Stored data
........

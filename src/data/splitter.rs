// ============================================================
// Layer 4 — Train/Eval Splitter
// ============================================================
// Shuffles sequences and splits them into a training set and
// an evaluation set.
//
// The shuffle is seeded. A resumed run rebuilds its data from
// scratch, and an unseeded split would leak training
// sequences into the evaluation set after every restart.

use rand::{rngs::StdRng, seq::SliceRandom, SeedableRng};

/// Shuffle `samples` with `seed` and split into (train, eval).
///
/// `train_fraction` is clamped to [0, 1]; 0.8 keeps 80% for training.
pub fn split_train_eval<T>(mut samples: Vec<T>, train_fraction: f64, seed: u64) -> (Vec<T>, Vec<T>) {
    let mut rng = StdRng::seed_from_u64(seed);
    samples.shuffle(&mut rng);

    let total    = samples.len();
    let fraction = train_fraction.clamp(0.0, 1.0);
    let split_at = (((total as f64) * fraction).round() as usize).min(total);

    let eval = samples.split_off(split_at);

    tracing::debug!(
        "Dataset split: {} training, {} evaluation (seed {})",
        samples.len(),
        eval.len(),
        seed,
    );

    (samples, eval)
}

#[cfg(test)]
mod tests {
    use super::*;

    #[test]
    fn test_correct_split_sizes() {
        let items: Vec<usize> = (0..100).collect();
        let (train, eval)     = split_train_eval(items, 0.8, 7);
        assert_eq!(train.len(), 80);
        assert_eq!(eval.len(),  20);
    }

    #[test]
    fn test_same_seed_same_split() {
        let (a, _) = split_train_eval((0..50).collect::<Vec<usize>>(), 0.5, 42);
        let (b, _) = split_train_eval((0..50).collect::<Vec<usize>>(), 0.5, 42);
        assert_eq!(a, b);
    }

    #[test]
    fn test_all_items_preserved() {
        let (mut train, eval) = split_train_eval((0..50).collect::<Vec<usize>>(), 0.7, 1);
        train.extend(eval);
        train.sort();
        assert_eq!(train, (0..50).collect::<Vec<usize>>());
    }

    #[test]
    fn test_empty_dataset() {
        let (train, eval) = split_train_eval(Vec::<usize>::new(), 0.8, 0);
        assert!(train.is_empty());
        assert!(eval.is_empty());
    }
}
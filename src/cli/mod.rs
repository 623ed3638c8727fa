// ============================================================
// Layer 1 — CLI / Presentation Layer
// ============================================================
// Parses the command line with clap and hands off to
// Layer 2. Nothing here trains or loads anything.
//
//   1. `train`    — run the phased VQ training
//   2. `evaluate` — score a saved checkpoint directory

pub mod commands;

use anyhow::Result;
use clap::Parser;
use commands::{Commands, EvaluateArgs, TrainArgs};

#[derive(Parser, Debug)]
#[command(
    name = "vq-tokenizer-trainer",
    version = "0.1.0",
    about = "Train a vector-quantised byte tokenizer in continuous, codebook-init and discrete phases."
)]
pub struct Cli {
    #[command(subcommand)]
    pub command: Commands,
}

impl Cli {
    pub fn run(self) -> Result<()> {
        match self.command {
            Commands::Train(args)    => run_train(args),
            Commands::Evaluate(args) => run_evaluate(args),
        }
    }
}

fn run_train(args: TrainArgs) -> Result<()> {
    use crate::application::train_use_case::TrainUseCase;

    let cfg = args.into_config()?;
    tracing::info!("Starting run '{}' on corpus '{}'", cfg.run_id, cfg.corpus);

    let report = TrainUseCase::new(cfg).execute()?;
    println!("Training complete at step {}.", report.final_step);
    Ok(())
}

fn run_evaluate(args: EvaluateArgs) -> Result<()> {
    use crate::application::evaluate_use_case::EvaluateUseCase;

    let report = EvaluateUseCase::new(&args.restore_dir, args.corpus, args.num_evals).execute()?;
    println!(
        "Loss: {:.4} | Accuracy: {:.2}% over {} batch(es)",
        report.mean_loss, report.accuracy_percent, report.batches
    );
    Ok(())
}
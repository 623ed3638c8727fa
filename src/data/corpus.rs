// ============================================================
// Layer 4 — Byte Corpus Loader
// ============================================================
// Reads the raw training corpus as bytes. The tokenizer works
// on bytes directly, so there is no parsing or decoding here:
// every file is one opaque byte string.
//
// The corpus path may be:
//   - a single file          → one CorpusFile
//   - a directory            → every regular file directly
//                              inside it, in name order
//
// Name order keeps the train/eval split reproducible across
// restarts, since the split shuffles with a fixed seed.

use anyhow::{Context, Result};
use std::{fs, path::{Path, PathBuf}};

/// One corpus file's contents.
#[derive(Debug, Clone)]
pub struct CorpusFile {
    pub source: String,
    pub bytes:  Vec<u8>,
}

pub struct CorpusLoader {
    path: PathBuf,
}

impl CorpusLoader {
    pub fn new(path: impl Into<PathBuf>) -> Self {
        Self { path: path.into() }
    }

    pub fn load_all(&self) -> Result<Vec<CorpusFile>> {
        if !self.path.exists() {
            tracing::warn!(
                "Corpus path '{}' does not exist — returning empty corpus",
                self.path.display()
            );
            return Ok(Vec::new());
        }

        if self.path.is_file() {
            return Ok(vec![load_file(&self.path)?]);
        }

        let mut paths: Vec<PathBuf> = fs::read_dir(&self.path)
            .with_context(|| format!("Cannot read directory '{}'", self.path.display()))?
            .filter_map(|entry| entry.ok().map(|e| e.path()))
            .filter(|p| p.is_file())
            .collect();
        paths.sort();

        let mut files = Vec::with_capacity(paths.len());
        for path in &paths {
            match load_file(path) {
                Ok(file) => {
                    tracing::debug!("Loaded: {} ({} bytes)", file.source, file.bytes.len());
                    files.push(file);
                }
                // One unreadable file should not sink the whole corpus
                Err(e) => tracing::warn!("Skipping '{}': {:#}", path.display(), e),
            }
        }

        tracing::info!(
            "Loaded {} corpus files ({} bytes)",
            files.len(),
            files.iter().map(|f| f.bytes.len()).sum::<usize>()
        );
        Ok(files)
    }
}

fn load_file(path: &Path) -> Result<CorpusFile> {
    let bytes = fs::read(path)
        .with_context(|| format!("Cannot read '{}'", path.display()))?;
    let source = path
        .file_name()
        .and_then(|n| n.to_str())
        .unwrap_or("unknown")
        .to_string();
    Ok(CorpusFile { source, bytes })
}
#![recursion_limit = "256"]

mod cli;
mod application;
mod domain;
mod data;
mod ml;
mod infra;

use anyhow::Result;
use clap::Parser;
use cli::Cli;
use tracing_subscriber::{filter::Directive, EnvFilter};

fn main() -> Result<()> {
    let directive: Directive = "vq_tokenizer_trainer=info".parse()?;
    tracing_subscriber::fmt()
        .with_env_filter(EnvFilter::from_default_env().add_directive(directive))
        .init();

    Cli::parse().run()
}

........

Which lines of the data above contain "source"? Copy each one.

    pub source: String,
                    tracing::debug!("Loaded: {} ({} bytes)", file.source, file.bytes.len());
    let source = path
    Ok(CorpusFile { source, bytes })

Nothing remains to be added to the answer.